## What to do
Among the entries below, one line contains "let frame = &container.frame_parameters[index];" and another contains "if pixel[..3].iter().all(|c| *c". Transcribe those two lines and every line between them, exactly.

## Records for processing
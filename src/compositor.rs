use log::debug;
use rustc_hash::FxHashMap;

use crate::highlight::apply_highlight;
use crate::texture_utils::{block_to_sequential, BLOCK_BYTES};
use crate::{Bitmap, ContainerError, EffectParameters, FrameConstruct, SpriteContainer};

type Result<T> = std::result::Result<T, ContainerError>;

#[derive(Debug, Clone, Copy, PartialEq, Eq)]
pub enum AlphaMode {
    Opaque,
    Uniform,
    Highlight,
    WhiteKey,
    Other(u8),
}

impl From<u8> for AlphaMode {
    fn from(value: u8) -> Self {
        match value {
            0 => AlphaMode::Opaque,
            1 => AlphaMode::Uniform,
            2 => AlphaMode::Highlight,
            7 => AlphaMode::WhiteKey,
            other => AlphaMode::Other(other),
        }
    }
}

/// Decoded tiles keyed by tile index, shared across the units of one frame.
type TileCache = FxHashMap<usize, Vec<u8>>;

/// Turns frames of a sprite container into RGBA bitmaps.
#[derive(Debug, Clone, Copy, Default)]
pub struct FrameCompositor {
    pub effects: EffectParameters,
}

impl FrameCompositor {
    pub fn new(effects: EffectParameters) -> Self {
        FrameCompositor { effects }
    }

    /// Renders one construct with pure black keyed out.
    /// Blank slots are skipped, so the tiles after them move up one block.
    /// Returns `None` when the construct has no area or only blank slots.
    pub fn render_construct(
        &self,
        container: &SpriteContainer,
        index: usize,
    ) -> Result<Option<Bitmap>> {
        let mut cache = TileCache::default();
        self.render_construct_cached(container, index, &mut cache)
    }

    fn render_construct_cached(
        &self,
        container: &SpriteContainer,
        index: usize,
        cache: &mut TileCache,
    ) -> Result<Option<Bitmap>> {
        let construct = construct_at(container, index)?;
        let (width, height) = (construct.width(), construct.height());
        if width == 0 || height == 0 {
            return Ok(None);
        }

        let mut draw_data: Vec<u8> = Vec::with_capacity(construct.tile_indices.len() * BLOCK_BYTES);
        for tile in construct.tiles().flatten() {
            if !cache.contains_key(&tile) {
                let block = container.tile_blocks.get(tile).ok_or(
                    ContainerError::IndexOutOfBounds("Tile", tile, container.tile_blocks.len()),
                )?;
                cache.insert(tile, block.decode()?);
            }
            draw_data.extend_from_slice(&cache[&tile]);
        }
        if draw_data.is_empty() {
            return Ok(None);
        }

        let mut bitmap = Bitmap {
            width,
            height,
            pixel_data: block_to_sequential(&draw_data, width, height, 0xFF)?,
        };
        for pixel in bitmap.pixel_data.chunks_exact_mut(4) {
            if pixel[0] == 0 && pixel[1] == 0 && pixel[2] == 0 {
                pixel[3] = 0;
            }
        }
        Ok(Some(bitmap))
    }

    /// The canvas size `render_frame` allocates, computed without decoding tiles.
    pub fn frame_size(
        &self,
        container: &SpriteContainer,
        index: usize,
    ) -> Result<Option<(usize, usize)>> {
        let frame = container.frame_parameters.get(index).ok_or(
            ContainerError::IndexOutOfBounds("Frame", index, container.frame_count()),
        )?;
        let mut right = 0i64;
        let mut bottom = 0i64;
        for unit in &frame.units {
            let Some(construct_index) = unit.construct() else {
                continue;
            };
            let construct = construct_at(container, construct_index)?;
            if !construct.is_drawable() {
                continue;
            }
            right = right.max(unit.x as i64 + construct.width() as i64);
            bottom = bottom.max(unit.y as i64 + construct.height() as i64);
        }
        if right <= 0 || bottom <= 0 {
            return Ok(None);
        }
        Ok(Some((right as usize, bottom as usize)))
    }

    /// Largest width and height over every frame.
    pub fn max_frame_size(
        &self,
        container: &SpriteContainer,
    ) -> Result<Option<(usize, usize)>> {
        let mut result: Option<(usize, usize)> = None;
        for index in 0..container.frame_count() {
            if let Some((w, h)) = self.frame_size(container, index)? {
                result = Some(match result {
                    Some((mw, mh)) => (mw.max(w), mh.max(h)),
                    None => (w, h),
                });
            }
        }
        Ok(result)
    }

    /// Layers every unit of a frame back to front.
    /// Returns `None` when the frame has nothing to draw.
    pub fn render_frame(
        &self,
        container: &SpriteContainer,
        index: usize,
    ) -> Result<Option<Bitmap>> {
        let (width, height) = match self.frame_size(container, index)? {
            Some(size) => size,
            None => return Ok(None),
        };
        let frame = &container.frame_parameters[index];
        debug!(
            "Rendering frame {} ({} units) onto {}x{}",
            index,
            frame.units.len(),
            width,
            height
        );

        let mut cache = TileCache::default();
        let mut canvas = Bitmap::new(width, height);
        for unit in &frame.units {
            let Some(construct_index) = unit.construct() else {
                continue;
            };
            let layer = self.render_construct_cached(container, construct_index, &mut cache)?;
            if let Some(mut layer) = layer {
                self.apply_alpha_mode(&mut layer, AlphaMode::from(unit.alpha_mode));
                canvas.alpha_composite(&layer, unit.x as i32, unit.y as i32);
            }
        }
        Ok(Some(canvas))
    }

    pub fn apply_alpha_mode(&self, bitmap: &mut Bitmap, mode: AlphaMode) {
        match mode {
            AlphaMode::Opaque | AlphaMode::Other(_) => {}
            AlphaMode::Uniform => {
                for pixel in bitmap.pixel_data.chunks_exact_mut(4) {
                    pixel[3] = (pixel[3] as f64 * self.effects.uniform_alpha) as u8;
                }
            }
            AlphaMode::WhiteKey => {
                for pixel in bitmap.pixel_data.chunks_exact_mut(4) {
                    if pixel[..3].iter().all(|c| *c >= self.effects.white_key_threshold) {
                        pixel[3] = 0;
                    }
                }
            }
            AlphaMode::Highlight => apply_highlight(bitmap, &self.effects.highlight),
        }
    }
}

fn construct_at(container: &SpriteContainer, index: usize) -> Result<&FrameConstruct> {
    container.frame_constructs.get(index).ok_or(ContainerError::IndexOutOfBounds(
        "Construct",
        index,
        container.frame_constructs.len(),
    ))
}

## Task result
        let frame = &container.frame_parameters[index];
        debug!(
            "Rendering frame {} ({} units) onto {}x{}",
            index,
            frame.units.len(),
            width,
            height
        );

        let mut cache = TileCache::default();
        let mut canvas = Bitmap::new(width, height);
        for unit in &frame.units {
            let Some(construct_index) = unit.construct() else {
                continue;
            };
            let layer = self.render_construct_cached(container, construct_index, &mut cache)?;
            if let Some(mut layer) = layer {
                self.apply_alpha_mode(&mut layer, AlphaMode::from(unit.alpha_mode));
                canvas.alpha_composite(&layer, unit.x as i32, unit.y as i32);
            }
        }
        Ok(Some(canvas))
    }

    pub fn apply_alpha_mode(&self, bitmap: &mut Bitmap, mode: AlphaMode) {
        match mode {
            AlphaMode::Opaque | AlphaMode::Other(_) => {}
            AlphaMode::Uniform => {
                for pixel in bitmap.pixel_data.chunks_exact_mut(4) {
                    pixel[3] = (pixel[3] as f64 * self.effects.uniform_alpha) as u8;
                }
            }
            AlphaMode::WhiteKey => {
                for pixel in bitmap.pixel_data.chunks_exact_mut(4) {
                    if pixel[..3].iter().all(|c| *c >= self.effects.white_key_threshold) {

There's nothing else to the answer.